CRISPR/Cas9-mediated genome editing efficiently creates specific mutations at multiple loci using one sgRNA in Brassica napus

Abstract

CRISPR/Cas9 is a valuable tool for both basic and applied research that has been widely applied to different plant species. Nonetheless, a systematical assessment of the efficiency of this method is not available for the allotetraploid Brassica napus-an important oilseed crop. In this study, we examined the mutation efficiency of the CRISPR/Cas9 method for 12 genes and also determined the pattern, specificity and heritability of these gene modifications in B. napus. The average mutation frequency for a single-gene targeted sgRNA in the T0 generation is 65.3%. For paralogous genes located in conserved regions that were targeted by sgRNAs, we observed mutation frequencies that ranged from 27.6% to 96.6%. Homozygotes were readily found in T0 plants. A total of 48.2% of the gene mutations, including homozygotes, bi-alleles, and heterozygotes were stably inherited as classic Mendelian alleles in the next generation (T1) without any new mutations or reversions. Moreover, no mutation was found in the putative off-target sites among the examined T0 plants. Collectively, our results demonstrate that CRISPR/Cas9 is an efficient tool for creating targeted genome modifications at multiple loci that are stable and inheritable in B. napus. These findings open many doors for biotechnological applications in oilseed crops.

Figure 1

Frequency of CRISPR/Cas9-induced mutation types. (A,B) Frequency of each mutation type for all of the mutations induced by the 10 constructs in the T0 generation. i: insertion; d: deletion; s: substitution; c: combined mutation. d#, number of base pairs (bp) deleted from the target site; i#, number of bp inserted at target site, c#, number of bp combined mutations. (C) Frequency of different mutation lengths regardless of the mutation types using the data from (A). (D) Percentage of different bases for the 1-bp insertion (i1 in (B)). (E) Detailed characterization of the different mutation types.

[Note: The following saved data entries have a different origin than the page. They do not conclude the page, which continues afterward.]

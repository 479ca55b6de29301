use std::collections::BTreeMap;

use serde::{Deserialize, Serialize};

use crate::models::{Author, Comment, Group, Post};

// -- Token claims --

/// Bearer token claims. `sub` is the user id.
#[derive(Debug, Clone, PartialEq, Eq, Serialize, Deserialize)]
pub struct Claims {
    pub sub: i64,
    pub username: String,
    pub exp: usize,
}

// -- Auth --

#[derive(Debug, Deserialize)]
#[serde(deny_unknown_fields)]
pub struct SignupRequest {
    pub username: String,
    pub password: String,
}

#[derive(Debug, Deserialize)]
#[serde(deny_unknown_fields)]
pub struct LoginRequest {
    pub username: String,
    pub password: String,
}

#[derive(Debug, Serialize, Deserialize)]
pub struct AuthResponse {
    pub user_id: i64,
    pub username: String,
    pub token: String,
}

#[derive(Debug, Serialize, Deserialize)]
pub struct LoginPage {
    pub fields: Vec<String>,
    /// Where the client should go back to after logging in.
    pub next: Option<String>,
}

// -- Forms --

/// Raw post form as submitted. Every field is optional here; validation
/// decides what is required.
#[derive(Debug, Clone, Default, Serialize, Deserialize)]
pub struct PostFormData {
    pub text: Option<String>,
    pub group: Option<String>,
    pub image: Option<String>,
}

/// Raw comment form. `post` is accepted but always overridden by the path.
#[derive(Debug, Clone, Default, Serialize, Deserialize)]
pub struct CommentFormData {
    pub text: Option<String>,
    pub post: Option<String>,
}

/// Field name -> messages. Empty when the form is valid.
pub type FieldErrors = BTreeMap<String, Vec<String>>;

#[derive(Debug, Serialize, Deserialize)]
pub struct PostFormContext {
    pub form: PostFormData,
    pub errors: FieldErrors,
    pub is_edit: bool,
    pub post: Option<Post>,
    /// Choices for the `group` field.
    pub groups: Vec<Group>,
}

// -- Listings --

#[derive(Debug, Default, Deserialize)]
pub struct PageQuery {
    /// Kept as a string so garbage falls back to page 1 instead of a 400.
    pub page: Option<String>,
}

/// One page of an ordered collection. `number` is 1-indexed.
#[derive(Debug, Clone, Serialize, Deserialize)]
pub struct Page<T> {
    pub items: Vec<T>,
    pub number: usize,
    pub num_pages: usize,
    pub count: usize,
    pub per_page: usize,
    pub has_next: bool,
    pub has_previous: bool,
}

#[derive(Debug, Serialize, Deserialize)]
pub struct FeedContext {
    pub page_obj: Page<Post>,
}

#[derive(Debug, Serialize, Deserialize)]
pub struct GroupContext {
    pub group: Group,
    pub page_obj: Page<Post>,
}

#[derive(Debug, Serialize, Deserialize)]
pub struct ProfileContext {
    pub author: Author,
    /// Total posts by this author, not just the ones on this page.
    pub count: usize,
    /// Whether the requester follows `author`.
    pub following: bool,
    pub page_obj: Page<Post>,
}

#[derive(Debug, Serialize, Deserialize)]
pub struct PostDetailContext {
    pub post: Post,
    pub count: usize,
    pub comments: Vec<Comment>,
    pub form: CommentFormData,
}

// -- Static pages --

#[derive(Debug, Serialize, Deserialize)]
pub struct AboutPage {
    pub title: String,
    pub text: String,
}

Notes: i: insertion, d: deletion, s: substitution, c: combined mutation (more than one mutation type in one allele).

Figure 2

Genotyping of the BnaC5.DA1-sgRNA-L16 plants in the T0 and T1 generation. (A) Cropped gel image showing the PCR products derived from Cas9 in BnaC5.DA1-sgRNA-L16 in the T0 generation. (B) The genotype of BnaC5.DA1-sgRNA-L16 in the T0 generation. The PAM sequence is indicated with green. The sgRNA is indicated with red. Mutation sites are indicated with blue. (C) Cropped gel image showing the PCR products of Cas9 in different progeny from BnaC5.DA1-sgRNA-L16 in the T1 generation. +: pKSE401 was used as a positive control; −: gDNA of WT was used as a negative control. BnaC5.DA1-sgRNA-L1 (T0 and T1) was used as a positive control for the Cas9 insertion. The arrowheads indicate the position of the amplicons.

Figure 3

Phenotype and genotype of a BnaA6.RGA-sgRNA single mutant (T0) and a BnaRGA-sgRNA quadruple mutant (T1). (A) Morphology of BnaA6.RGA-sgRNA transgenic plants at the same age. L4 and L6: two individual T0 transgenic lines. CK: BnaA6.DA1-sgRNA (L10). Bar = 15 cm. (B) Genotype of BnaA6.RGA-sgRNA lines (L4 and L6) in the T0 generation. (C) Amino acid sequence alignment of the target sites derived from WT and two BnaA6.RGA-sgRNA transgenic lines (L4 and L6). The DELLA and TVHYNP domains are underlined. The amino acid deletion in the DELLA domain is caused by sgRNA1. The amino acid deletion in the TVHYNP domain is caused by sgRNA2. (D) Image showing the morphology of the quadruple mutant induced by BnaRGA-sgRNA (L46-T1) at the same age as the control. CK: WT plant. Bar = 15 cm. (E) Genotype of the quadruple mutant isolated from BnaRGA-sgRNA-L46 in the T1 generation. The PAM sequence is indicated with green. The sgRNA is indicated with red. The mutation sites are indictaed with blue. For the term n/m, m indicates the number of clones examined, and n indicates the number of clones showing the indicated genotype.